Work instruction = Search the entries for lines that contain the word "infrastructure", and report each one found.
**** Available data
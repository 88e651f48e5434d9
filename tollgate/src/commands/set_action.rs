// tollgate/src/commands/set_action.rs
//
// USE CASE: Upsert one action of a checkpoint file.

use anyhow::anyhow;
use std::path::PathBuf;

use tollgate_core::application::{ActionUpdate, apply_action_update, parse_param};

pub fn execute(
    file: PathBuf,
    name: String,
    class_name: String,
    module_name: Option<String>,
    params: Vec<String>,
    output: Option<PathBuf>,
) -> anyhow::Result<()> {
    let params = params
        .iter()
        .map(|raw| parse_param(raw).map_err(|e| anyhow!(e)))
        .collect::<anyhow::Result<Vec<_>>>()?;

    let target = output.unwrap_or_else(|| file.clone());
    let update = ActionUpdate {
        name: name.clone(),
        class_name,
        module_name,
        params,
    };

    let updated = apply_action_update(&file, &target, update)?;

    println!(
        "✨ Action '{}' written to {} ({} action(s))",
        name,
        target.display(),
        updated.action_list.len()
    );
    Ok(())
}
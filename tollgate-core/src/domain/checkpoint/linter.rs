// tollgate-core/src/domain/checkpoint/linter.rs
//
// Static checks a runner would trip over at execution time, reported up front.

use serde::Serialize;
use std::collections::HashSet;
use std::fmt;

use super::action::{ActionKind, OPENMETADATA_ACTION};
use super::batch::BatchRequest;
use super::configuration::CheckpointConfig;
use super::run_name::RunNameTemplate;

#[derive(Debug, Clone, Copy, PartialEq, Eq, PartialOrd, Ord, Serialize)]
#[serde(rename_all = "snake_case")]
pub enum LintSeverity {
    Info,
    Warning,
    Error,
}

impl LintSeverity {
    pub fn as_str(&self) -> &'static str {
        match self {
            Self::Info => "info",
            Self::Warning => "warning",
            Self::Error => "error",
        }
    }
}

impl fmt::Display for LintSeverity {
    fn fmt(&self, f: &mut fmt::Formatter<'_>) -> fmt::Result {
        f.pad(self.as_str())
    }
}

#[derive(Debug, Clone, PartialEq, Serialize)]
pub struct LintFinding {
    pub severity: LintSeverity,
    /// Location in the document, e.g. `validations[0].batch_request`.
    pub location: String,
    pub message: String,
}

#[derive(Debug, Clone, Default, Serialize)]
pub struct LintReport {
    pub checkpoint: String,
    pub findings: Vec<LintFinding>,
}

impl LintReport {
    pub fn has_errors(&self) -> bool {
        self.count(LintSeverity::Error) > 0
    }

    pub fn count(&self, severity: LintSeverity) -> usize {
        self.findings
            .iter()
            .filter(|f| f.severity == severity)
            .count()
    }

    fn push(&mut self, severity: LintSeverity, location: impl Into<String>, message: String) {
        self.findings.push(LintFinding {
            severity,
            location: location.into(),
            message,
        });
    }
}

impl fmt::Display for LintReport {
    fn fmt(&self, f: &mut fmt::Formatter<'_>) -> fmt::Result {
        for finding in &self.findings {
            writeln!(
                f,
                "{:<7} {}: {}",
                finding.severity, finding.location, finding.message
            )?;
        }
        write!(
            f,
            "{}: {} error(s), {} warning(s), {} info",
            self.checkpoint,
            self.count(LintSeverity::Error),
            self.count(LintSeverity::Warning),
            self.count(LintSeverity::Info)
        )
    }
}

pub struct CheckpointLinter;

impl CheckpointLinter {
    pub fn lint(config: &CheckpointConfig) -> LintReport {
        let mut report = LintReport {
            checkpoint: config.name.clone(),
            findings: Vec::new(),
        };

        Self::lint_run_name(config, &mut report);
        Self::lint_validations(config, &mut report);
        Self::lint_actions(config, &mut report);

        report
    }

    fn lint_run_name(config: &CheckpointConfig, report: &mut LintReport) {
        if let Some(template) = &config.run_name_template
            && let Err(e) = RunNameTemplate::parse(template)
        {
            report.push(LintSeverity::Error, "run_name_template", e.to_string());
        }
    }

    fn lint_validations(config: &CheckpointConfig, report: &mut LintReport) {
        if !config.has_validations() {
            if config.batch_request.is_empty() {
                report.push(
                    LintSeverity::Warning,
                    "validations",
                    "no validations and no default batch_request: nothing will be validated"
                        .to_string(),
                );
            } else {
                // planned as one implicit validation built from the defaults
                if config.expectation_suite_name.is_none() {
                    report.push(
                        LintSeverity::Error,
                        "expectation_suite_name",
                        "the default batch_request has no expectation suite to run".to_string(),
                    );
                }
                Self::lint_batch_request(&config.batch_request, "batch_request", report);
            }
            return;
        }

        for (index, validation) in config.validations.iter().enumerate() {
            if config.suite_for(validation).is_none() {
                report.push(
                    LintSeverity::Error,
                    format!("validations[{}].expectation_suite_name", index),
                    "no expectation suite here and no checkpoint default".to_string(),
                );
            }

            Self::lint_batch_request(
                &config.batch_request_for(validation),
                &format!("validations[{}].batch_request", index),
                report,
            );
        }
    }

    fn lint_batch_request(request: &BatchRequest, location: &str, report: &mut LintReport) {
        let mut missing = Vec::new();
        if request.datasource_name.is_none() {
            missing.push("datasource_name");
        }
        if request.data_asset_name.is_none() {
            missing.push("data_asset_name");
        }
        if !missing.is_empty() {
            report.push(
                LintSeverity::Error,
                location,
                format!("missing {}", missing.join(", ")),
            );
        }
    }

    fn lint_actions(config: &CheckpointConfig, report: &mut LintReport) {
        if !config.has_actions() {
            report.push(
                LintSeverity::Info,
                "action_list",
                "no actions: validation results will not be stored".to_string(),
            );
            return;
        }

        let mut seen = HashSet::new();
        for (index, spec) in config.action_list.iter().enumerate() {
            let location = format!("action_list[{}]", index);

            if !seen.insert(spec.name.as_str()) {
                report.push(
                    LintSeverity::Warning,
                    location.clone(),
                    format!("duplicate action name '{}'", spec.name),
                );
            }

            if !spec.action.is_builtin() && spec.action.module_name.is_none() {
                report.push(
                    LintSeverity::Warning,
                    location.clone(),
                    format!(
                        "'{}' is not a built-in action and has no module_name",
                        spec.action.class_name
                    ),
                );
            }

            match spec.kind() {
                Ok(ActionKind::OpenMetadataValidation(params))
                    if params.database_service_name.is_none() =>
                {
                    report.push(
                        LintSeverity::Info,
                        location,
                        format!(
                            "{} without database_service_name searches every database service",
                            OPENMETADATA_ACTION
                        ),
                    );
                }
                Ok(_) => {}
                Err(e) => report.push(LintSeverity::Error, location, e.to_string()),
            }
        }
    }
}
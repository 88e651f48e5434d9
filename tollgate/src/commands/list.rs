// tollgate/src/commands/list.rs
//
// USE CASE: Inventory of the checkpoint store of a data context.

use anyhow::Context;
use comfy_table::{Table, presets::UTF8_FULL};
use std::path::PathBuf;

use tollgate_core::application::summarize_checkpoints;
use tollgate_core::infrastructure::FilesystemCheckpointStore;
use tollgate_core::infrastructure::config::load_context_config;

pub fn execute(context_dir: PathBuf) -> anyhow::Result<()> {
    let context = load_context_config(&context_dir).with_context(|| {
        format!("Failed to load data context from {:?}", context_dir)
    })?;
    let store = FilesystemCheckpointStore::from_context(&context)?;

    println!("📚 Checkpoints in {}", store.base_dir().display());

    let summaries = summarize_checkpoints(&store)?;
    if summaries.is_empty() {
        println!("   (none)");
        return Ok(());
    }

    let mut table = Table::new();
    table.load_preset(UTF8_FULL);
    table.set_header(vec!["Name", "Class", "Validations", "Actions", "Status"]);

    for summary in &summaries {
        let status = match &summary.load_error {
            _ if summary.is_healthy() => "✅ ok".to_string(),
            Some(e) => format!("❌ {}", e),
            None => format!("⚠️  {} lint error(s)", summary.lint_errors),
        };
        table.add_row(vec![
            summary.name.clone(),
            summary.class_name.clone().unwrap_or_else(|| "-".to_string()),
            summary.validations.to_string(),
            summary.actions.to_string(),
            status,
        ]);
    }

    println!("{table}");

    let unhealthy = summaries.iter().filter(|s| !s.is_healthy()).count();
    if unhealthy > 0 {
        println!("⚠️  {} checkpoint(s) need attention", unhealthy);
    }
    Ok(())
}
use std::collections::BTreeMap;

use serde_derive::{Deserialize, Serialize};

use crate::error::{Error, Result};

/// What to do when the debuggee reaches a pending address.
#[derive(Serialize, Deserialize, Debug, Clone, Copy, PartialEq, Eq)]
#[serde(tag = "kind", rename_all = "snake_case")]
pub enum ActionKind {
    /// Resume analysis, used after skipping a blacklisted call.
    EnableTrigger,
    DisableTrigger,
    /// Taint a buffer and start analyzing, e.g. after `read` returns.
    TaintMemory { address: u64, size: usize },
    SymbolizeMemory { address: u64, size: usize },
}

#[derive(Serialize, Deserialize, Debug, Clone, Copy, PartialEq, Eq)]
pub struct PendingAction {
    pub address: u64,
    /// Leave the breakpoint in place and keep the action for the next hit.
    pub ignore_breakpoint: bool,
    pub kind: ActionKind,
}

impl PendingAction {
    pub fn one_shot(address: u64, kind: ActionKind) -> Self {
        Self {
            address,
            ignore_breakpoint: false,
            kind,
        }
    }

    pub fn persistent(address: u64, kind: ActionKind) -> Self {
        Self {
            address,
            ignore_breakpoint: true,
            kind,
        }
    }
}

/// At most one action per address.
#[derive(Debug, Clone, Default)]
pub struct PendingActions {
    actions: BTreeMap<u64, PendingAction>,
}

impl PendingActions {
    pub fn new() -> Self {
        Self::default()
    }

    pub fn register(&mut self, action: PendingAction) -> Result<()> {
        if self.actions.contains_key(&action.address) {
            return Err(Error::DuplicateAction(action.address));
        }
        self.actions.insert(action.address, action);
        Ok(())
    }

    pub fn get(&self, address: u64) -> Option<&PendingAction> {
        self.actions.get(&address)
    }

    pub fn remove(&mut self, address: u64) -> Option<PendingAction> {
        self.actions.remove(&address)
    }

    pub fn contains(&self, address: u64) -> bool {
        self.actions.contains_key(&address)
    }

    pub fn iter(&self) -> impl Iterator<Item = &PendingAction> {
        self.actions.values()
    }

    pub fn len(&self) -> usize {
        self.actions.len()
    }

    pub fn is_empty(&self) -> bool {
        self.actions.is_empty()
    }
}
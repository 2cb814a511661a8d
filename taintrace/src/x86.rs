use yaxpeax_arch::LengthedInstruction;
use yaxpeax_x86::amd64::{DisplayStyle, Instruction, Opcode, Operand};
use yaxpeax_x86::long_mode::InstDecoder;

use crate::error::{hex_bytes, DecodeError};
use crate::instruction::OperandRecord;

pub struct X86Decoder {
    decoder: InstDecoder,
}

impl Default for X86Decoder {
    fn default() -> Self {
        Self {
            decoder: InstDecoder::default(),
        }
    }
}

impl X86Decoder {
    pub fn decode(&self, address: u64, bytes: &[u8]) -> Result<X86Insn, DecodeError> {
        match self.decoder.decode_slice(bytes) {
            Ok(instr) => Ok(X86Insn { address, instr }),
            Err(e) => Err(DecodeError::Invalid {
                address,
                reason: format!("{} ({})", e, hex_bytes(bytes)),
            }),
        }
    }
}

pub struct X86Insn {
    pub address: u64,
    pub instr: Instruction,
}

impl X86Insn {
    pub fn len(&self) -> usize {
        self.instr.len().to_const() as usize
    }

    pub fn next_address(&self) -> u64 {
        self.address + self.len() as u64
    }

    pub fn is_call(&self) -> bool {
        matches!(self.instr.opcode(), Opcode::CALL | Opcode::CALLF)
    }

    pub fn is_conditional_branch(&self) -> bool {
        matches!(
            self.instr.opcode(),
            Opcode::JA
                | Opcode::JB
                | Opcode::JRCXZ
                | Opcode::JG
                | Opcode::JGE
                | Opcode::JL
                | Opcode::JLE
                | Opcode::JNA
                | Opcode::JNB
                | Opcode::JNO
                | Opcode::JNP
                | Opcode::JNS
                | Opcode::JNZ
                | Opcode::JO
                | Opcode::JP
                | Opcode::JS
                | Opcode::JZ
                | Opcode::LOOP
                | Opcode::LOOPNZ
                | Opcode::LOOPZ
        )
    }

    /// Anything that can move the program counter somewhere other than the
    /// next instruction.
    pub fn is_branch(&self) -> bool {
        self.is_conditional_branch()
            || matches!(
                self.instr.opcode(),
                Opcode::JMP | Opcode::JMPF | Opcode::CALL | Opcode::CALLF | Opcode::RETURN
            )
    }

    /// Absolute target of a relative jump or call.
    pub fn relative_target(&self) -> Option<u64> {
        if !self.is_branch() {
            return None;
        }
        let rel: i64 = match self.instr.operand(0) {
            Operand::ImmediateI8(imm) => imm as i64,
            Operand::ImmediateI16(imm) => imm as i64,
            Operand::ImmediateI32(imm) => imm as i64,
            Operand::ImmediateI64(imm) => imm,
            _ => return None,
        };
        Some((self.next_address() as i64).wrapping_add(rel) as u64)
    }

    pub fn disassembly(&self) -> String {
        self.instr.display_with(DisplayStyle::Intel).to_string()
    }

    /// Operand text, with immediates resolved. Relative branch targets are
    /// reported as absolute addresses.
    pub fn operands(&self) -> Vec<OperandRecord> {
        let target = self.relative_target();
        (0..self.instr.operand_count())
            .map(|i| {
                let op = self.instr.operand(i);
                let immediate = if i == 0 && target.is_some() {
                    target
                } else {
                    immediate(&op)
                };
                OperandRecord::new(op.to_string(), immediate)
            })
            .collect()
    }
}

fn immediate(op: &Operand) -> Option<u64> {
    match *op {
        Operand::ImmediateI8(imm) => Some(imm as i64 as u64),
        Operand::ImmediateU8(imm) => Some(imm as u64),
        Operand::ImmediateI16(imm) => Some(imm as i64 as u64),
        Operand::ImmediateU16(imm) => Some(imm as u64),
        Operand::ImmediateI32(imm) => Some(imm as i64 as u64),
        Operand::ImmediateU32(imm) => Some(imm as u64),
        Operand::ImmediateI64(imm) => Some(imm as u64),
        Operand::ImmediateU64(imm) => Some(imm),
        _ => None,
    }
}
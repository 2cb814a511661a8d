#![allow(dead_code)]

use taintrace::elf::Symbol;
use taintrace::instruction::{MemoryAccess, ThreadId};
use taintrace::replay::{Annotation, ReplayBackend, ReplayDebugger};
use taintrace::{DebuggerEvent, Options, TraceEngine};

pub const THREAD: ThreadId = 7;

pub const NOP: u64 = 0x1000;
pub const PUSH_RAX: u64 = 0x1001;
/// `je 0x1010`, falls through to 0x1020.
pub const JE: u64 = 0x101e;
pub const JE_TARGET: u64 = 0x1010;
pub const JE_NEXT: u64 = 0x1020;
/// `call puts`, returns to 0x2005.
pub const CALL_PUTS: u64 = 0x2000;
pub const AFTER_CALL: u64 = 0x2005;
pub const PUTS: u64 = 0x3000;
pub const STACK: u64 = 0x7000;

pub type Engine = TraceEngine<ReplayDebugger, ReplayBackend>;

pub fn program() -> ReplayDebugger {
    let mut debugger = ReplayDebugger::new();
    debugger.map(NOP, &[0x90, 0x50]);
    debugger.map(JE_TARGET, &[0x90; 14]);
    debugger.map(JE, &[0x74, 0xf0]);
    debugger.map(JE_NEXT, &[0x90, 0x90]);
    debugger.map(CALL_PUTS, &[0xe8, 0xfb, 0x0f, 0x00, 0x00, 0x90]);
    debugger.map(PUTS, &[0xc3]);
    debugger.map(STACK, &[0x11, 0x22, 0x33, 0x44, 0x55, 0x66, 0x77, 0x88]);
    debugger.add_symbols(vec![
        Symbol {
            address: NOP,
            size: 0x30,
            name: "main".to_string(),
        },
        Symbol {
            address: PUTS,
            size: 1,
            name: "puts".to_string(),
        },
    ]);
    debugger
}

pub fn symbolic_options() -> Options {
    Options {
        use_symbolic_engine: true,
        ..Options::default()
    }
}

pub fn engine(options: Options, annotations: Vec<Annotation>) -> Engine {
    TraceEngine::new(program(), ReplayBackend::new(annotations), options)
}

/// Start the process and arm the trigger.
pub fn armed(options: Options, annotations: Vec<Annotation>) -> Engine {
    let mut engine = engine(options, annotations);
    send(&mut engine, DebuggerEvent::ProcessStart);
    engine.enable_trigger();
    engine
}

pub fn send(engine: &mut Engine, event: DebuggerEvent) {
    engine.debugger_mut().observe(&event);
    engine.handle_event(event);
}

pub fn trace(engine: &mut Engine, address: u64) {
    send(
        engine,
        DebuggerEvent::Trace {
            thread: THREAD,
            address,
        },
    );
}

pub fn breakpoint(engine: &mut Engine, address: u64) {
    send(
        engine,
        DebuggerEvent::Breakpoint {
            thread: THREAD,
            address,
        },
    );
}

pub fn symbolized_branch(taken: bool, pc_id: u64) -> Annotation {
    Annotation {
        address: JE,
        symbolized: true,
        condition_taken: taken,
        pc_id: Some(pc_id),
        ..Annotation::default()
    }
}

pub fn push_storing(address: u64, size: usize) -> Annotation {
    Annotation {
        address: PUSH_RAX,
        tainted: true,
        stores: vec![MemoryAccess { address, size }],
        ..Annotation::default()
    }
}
********
Reply to the task =
use tollgate_core::infrastructure::FilesystemCheckpointStore;
use tollgate_core::infrastructure::config::load_context_config;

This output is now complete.